We woke to heavy rain—like, biblical heavy. And of course, it was right on top of us, while the rest of Italy probably sipped cappuccinos under sunny skies. Breakfast was typical Italian—croissants, cakes, and enough sugar to send a toddler into orbit. I grabbed what I thought was a plain croissant, took a big bite, and almost keeled over from the Nutella overload. I swear it was 70% hazelnut sugar cement. Might as well have licked a jar.
We rolled out at 9 AM in light rain. A few kilometres later—dry. Then heavy rain. Then dry again. Repeat. For 170 of the 220 kilometres. It was like the weather was playing whack-a-mole with us. And between the foggy mountain views (or lack thereof), wet slippery roads, and surprise patches of mud and stones, the riding was exhausting.

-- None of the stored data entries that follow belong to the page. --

//! Core types for Kino QoS

use crate::{Error, Result};
use serde::{Deserialize, Serialize};
use std::path::Path;
use uuid::Uuid;

/// Unique identifier for a playback session
#[derive(Debug, Clone, Copy, PartialEq, Eq, Hash, Serialize, Deserialize)]
pub struct SessionId(pub Uuid);

impl SessionId {
    pub fn new() -> Self {
        Self(Uuid::new_v4())
    }
}

impl Default for SessionId {
    fn default() -> Self {
        Self::new()
    }
}

impl std::fmt::Display for SessionId {
    fn fmt(&self, f: &mut std::fmt::Formatter<'_>) -> std::fmt::Result {
        write!(f, "{}", self.0)
    }
}

/// Macro lifecycle stage of one content-playback attempt
#[derive(Debug, Clone, Copy, PartialEq, Eq, Hash, Serialize, Deserialize)]
#[serde(rename_all = "SCREAMING_SNAKE_CASE")]
pub enum Stage {
    None,
    Idle,
    EmptyPreroll,
    BeforePreroll,
    Preroll,
    AfterPreroll,
    BeforeMidroll,
    Midroll,
    AfterMidroll,
    ContentStartup,
    Ready,
    EarlyStart,
    InStream,
    Fallback,
    Reload,
}

impl Stage {
    /// An ad is being played
    pub fn is_ad(&self) -> bool {
        matches!(self, Stage::Preroll | Stage::Midroll)
    }

    /// An ad break has been announced but no ad is playing yet
    pub fn is_before_ad(&self) -> bool {
        matches!(self, Stage::BeforePreroll | Stage::BeforeMidroll)
    }

    /// Content resumed after an ad break, steady playback not yet confirmed
    pub fn is_after_ad(&self) -> bool {
        matches!(self, Stage::AfterPreroll | Stage::AfterMidroll)
    }

    /// Stages in which the ad track is starting up
    pub fn is_ad_startup(&self) -> bool {
        self.is_ad() || self.is_before_ad()
    }

    /// Stages in which content has not rendered its first frame yet
    pub fn is_content_startup(&self) -> bool {
        matches!(
            self,
            Stage::None
                | Stage::Idle
                | Stage::EmptyPreroll
                | Stage::ContentStartup
                | Stage::Fallback
                | Stage::Reload
        )
    }

    /// Stage matching an ad break of the given kind
    pub fn ad_stage(kind: AdBreakKind) -> Stage {
        match kind {
            AdBreakKind::Preroll => Stage::Preroll,
            AdBreakKind::Midroll => Stage::Midroll,
        }
    }
}

impl std::fmt::Display for Stage {
    fn fmt(&self, f: &mut std::fmt::Formatter<'_>) -> std::fmt::Result {
        let name = match self {
            Stage::None => "NONE",
            Stage::Idle => "IDLE",
            Stage::EmptyPreroll => "EMPTY_PREROLL",
            Stage::BeforePreroll => "BEFORE_PREROLL",
            Stage::Preroll => "PREROLL",
            Stage::AfterPreroll => "AFTER_PREROLL",
            Stage::BeforeMidroll => "BEFORE_MIDROLL",
            Stage::Midroll => "MIDROLL",
            Stage::AfterMidroll => "AFTER_MIDROLL",
            Stage::ContentStartup => "CONTENT_STARTUP",
            Stage::Ready => "READY",
            Stage::EarlyStart => "EARLY_START",
            Stage::InStream => "IN_STREAM",
            Stage::Fallback => "FALLBACK",
            Stage::Reload => "RELOAD",
        };
        f.write_str(name)
    }
}

/// Micro position within a stage
#[derive(Debug, Clone, Copy, PartialEq, Eq, Hash, Serialize, Deserialize)]
#[serde(rename_all = "SCREAMING_SNAKE_CASE")]
pub enum SubStage {
    None,
    StartLoad,
    SetupAdsPlayer,
    ViewedFirstFrame,
    AdPodFetching,
    AdPodFetchSuccess,
    AdPodFetchError,
    AdPodComplete,
}

impl std::fmt::Display for SubStage {
    fn fmt(&self, f: &mut std::fmt::Formatter<'_>) -> std::fmt::Result {
        let name = match self {
            SubStage::None => "NONE",
            SubStage::StartLoad => "START_LOAD",
            SubStage::SetupAdsPlayer => "SETUP_ADS_PLAYER",
            SubStage::ViewedFirstFrame => "VIEWED_FIRST_FRAME",
            SubStage::AdPodFetching => "AD_POD_FETCHING",
            SubStage::AdPodFetchSuccess => "AD_POD_FETCH_SUCCESS",
            SubStage::AdPodFetchError => "AD_POD_FETCH_ERROR",
            SubStage::AdPodComplete => "AD_POD_COMPLETE",
        };
        f.write_str(name)
    }
}

/// Progress of one resume cycle from load-requested to steady playback
#[derive(Debug, Clone, Copy, PartialEq, Eq, PartialOrd, Ord, Hash, Serialize, Deserialize)]
#[serde(rename_all = "SCREAMING_SNAKE_CASE")]
pub enum StartupStep {
    Unknown = 0,
    StartLoad = 1,
    ViewedFirstFrame = 2,
    PlayStarted = 3,
}

impl StartupStep {
    /// The step directly after this one, if any
    pub fn next(&self) -> Option<StartupStep> {
        match self {
            StartupStep::Unknown => Some(StartupStep::StartLoad),
            StartupStep::StartLoad => Some(StartupStep::ViewedFirstFrame),
            StartupStep::ViewedFirstFrame => Some(StartupStep::PlayStarted),
            StartupStep::PlayStarted => None,
        }
    }
}

/// Ad break kind, indexed as in the ad funnel arrays
#[derive(Debug, Clone, Copy, PartialEq, Eq, Hash, Serialize, Deserialize)]
#[serde(rename_all = "snake_case")]
pub enum AdBreakKind {
    Preroll = 0,
    Midroll = 1,
}

impl AdBreakKind {
    pub fn index(&self) -> usize {
        *self as usize
    }
}

/// Media track an event refers to
#[derive(Debug, Clone, Copy, PartialEq, Eq, Hash, Serialize, Deserialize, Default)]
#[serde(rename_all = "snake_case")]
pub enum Track {
    #[default]
    Content,
    Ad,
}

/// Why the player reported a stall
#[derive(Debug, Clone, Copy, PartialEq, Eq, Hash, Serialize, Deserialize)]
#[serde(rename_all = "snake_case")]
pub enum BufferingReason {
    /// The initial load of a source; never a rebuffer
    LoadStart,
    Stalled,
    Waiting,
    Seek,
    Resume,
}

/// Attribution of a stall to its likely origin
#[derive(Debug, Clone, Copy, PartialEq, Eq, Hash, Serialize, Deserialize, Default)]
#[serde(rename_all = "snake_case")]
pub enum BufferingType {
    Network,
    #[default]
    Unknown,
}

/// Who paused playback
#[derive(Debug, Clone, Copy, PartialEq, Eq, Hash, Serialize, Deserialize)]
#[serde(rename_all = "snake_case")]
pub enum PauseSource {
    /// Explicit pause through the player UI
    User,
    /// Page or app visibility change
    Visibility,
    /// Paused by the player itself (errors, ad transitions)
    Player,
}

/// HTML media element readiness
#[derive(Debug, Clone, Copy, PartialEq, Eq, PartialOrd, Ord, Hash, Serialize, Deserialize, Default)]
#[serde(rename_all = "snake_case")]
pub enum ReadyState {
    #[default]
    HaveNothing = 0,
    HaveMetadata = 1,
    HaveCurrentData = 2,
    HaveFutureData = 3,
    HaveEnoughData = 4,
}

/// A buffered time range in seconds
#[derive(Debug, Clone, Copy, PartialEq, Serialize, Deserialize)]
pub struct TimeRange {
    pub start: f64,
    pub end: f64,
}

impl TimeRange {
    pub fn new(start: f64, end: f64) -> Self {
        Self { start, end }
    }

    pub fn contains(&self, position: f64) -> bool {
        position >= self.start && position < self.end
    }

    pub fn len(&self) -> f64 {
        (self.end - self.start).max(0.0)
    }

    pub fn is_empty(&self) -> bool {
        self.len() <= 0.0
    }
}

/// Seconds buffered ahead of `position` in a sorted range list
pub fn buffered_ahead(ranges: &[TimeRange], position: f64) -> f64 {
    ranges
        .iter()
        .find(|r| r.contains(position))
        .map(|r| r.end - position)
        .unwrap_or(0.0)
}

/// Whether any range holds data
pub fn has_buffered(ranges: &[TimeRange]) -> bool {
    ranges.iter().any(|r| !r.is_empty())
}

/// Thresholds used by the exit attribution rules
#[derive(Debug, Clone, Serialize, Deserialize)]
#[serde(default)]
pub struct AttributionThresholds {
    /// Below this elapsed time a leave counts as quick (ms)
    pub quick_leave_ms: i64,
    /// Above this elapsed time a missing buffer counts as no-buffer (ms)
    pub no_buffer_ms: i64,
    /// Window after reaching IN_STREAM treated as a quick leave (ms)
    pub in_stream_quick_leave_ms: i64,
    /// Position/duration ratio treated as "near the end"
    pub near_end_ratio: f64,
    /// Look-back window for fragment load errors (ms)
    pub cdn_jitter_window_ms: i64,
    /// Fragment load errors inside the window that indicate CDN jitter
    pub cdn_jitter_error_count: usize,
    /// Maximum age of a play/ad interrupt indication (ms)
    pub interrupt_window_ms: i64,
    /// Largest gap between buffered ranges the engine is expected to nudge over (s)
    pub nudge_gap_secs: f64,
}

impl Default for AttributionThresholds {
    fn default() -> Self {
        Self {
            quick_leave_ms: 3_000,
            no_buffer_ms: 10_000,
            in_stream_quick_leave_ms: 60_000,
            near_end_ratio: 0.95,
            cdn_jitter_window_ms: 180_000,
            cdn_jitter_error_count: 3,
            interrupt_window_ms: 120_000,
            nudge_gap_secs: 2.0,
        }
    }
}

/// Platform specific switches for the recovery policy
#[derive(Debug, Clone, Serialize, Deserialize)]
#[serde(default)]
pub struct PlatformGates {
    /// The platform reports `InvalidCharacterError` for broken sources
    pub invalid_character_recovery: bool,
    /// Decode errors may be reloaded on this platform
    pub reload_on_decode_error: bool,
    /// Sources rejected as not supported may be reloaded
    pub reload_on_src_not_supported: bool,
}

impl Default for PlatformGates {
    fn default() -> Self {
        Self {
            invalid_character_recovery: false,
            reload_on_decode_error: true,
            reload_on_src_not_supported: true,
        }
    }
}

/// QoS tracker configuration
#[derive(Debug, Clone, Serialize, Deserialize)]
#[serde(default)]
pub struct QosConfig {
    /// Buffering windows at or below this length are discarded (ms)
    pub min_record_buffering_duration_ms: i64,
    /// Counted window durations are clamped to this value (ms)
    pub max_record_duration_ms: i64,
    /// Maximum recorded buffering / seek events per session
    pub max_recorded_events: usize,
    /// Time in EARLY_START before promotion to IN_STREAM (ms)
    pub in_stream_promotion_ms: i64,
    /// Network feature sampling period (ms)
    pub network_sample_period_ms: u64,
    /// Maximum retained network samples
    pub network_history_len: usize,
    /// Maximum retained error records per track
    pub error_history_len: usize,
    /// Token-expired refetch attempts per session
    pub max_token_expired_retries: u32,
    /// Reload attempts per session
    pub max_reloads: u32,
    /// Fallback resource swaps per session
    pub max_fallbacks: u32,
    /// Buffered seconds ahead below which the buffer counts as depleted
    pub depleted_buffer_secs: f64,
    /// Fall back or reload on a startup stall
    pub startup_stall_recovery: bool,
    /// Surface fatal ad errors as an AD_ERROR modal
    pub surface_fatal_ad_errors: bool,
    /// Platform switches
    pub platform: PlatformGates,
    /// Exit attribution thresholds
    pub attribution: AttributionThresholds,
}

impl Default for QosConfig {
    fn default() -> Self {
        Self {
            min_record_buffering_duration_ms: 200,
            max_record_duration_ms: 60_000,
            max_recorded_events: 50,
            in_stream_promotion_ms: 30_000,
            network_sample_period_ms: 30_000,
            network_history_len: 120,
            error_history_len: 10,
            max_token_expired_retries: 3,
            max_reloads: 3,
            max_fallbacks: 1,
            depleted_buffer_secs: 1.0,
            startup_stall_recovery: true,
            surface_fatal_ad_errors: false,
            platform: PlatformGates::default(),
            attribution: AttributionThresholds::default(),
        }
    }
}

impl QosConfig {
    /// Load configuration overrides from a JSON file
    pub fn from_json_file(path: impl AsRef<Path>) -> Result<Self> {
        let raw = std::fs::read_to_string(path)?;
        let config: QosConfig = serde_json::from_str(&raw)?;
        config.validate()?;
        Ok(config)
    }

    /// Reject inconsistent values
    pub fn validate(&self) -> Result<()> {
        if self.min_record_buffering_duration_ms < 0 {
            return Err(Error::InvalidConfig(
                "min_record_buffering_duration_ms must not be negative".into(),
            ));
        }
        if self.max_record_duration_ms <= self.min_record_buffering_duration_ms {
            return Err(Error::InvalidConfig(
                "max_record_duration_ms must exceed min_record_buffering_duration_ms".into(),
            ));
        }
        if self.network_sample_period_ms == 0 {
            return Err(Error::InvalidConfig("network_sample_period_ms must be positive".into()));
        }
        if self.max_recorded_events == 0 || self.network_history_len == 0 {
            return Err(Error::InvalidConfig("history lengths must be positive".into()));
        }
        let t = &self.attribution;
        if t.quick_leave_ms >= t.no_buffer_ms {
            return Err(Error::InvalidConfig("quick_leave_ms must be below no_buffer_ms".into()));
        }
        if !(0.0..=1.0).contains(&t.near_end_ratio) {
            return Err(Error::InvalidConfig("near_end_ratio must be within [0, 1]".into()));
        }
        Ok(())
    }
}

We stuck to B and C roads, which meant plenty of tight curves and elevation changes, but also a workout for every muscle from the waist down. It was almost as tiring as an off-road day—minus the fun of pretending you’re Toby Price in Dakar.
By the time we rolled into San Marino at 3 PM, I was toast. Thankfully, the Titano Hotel came to the rescue—safe bike parking and a comfy room smack in the old town. Two nights booked, no question.
After a nap, we headed out for dinner. San Marino’s streets are jammed with restaurants, souvenir stalls, and—oddly—more weapon and perfume shops than I’ve ever seen. Makes you wonder what kind of night out they’re planning here.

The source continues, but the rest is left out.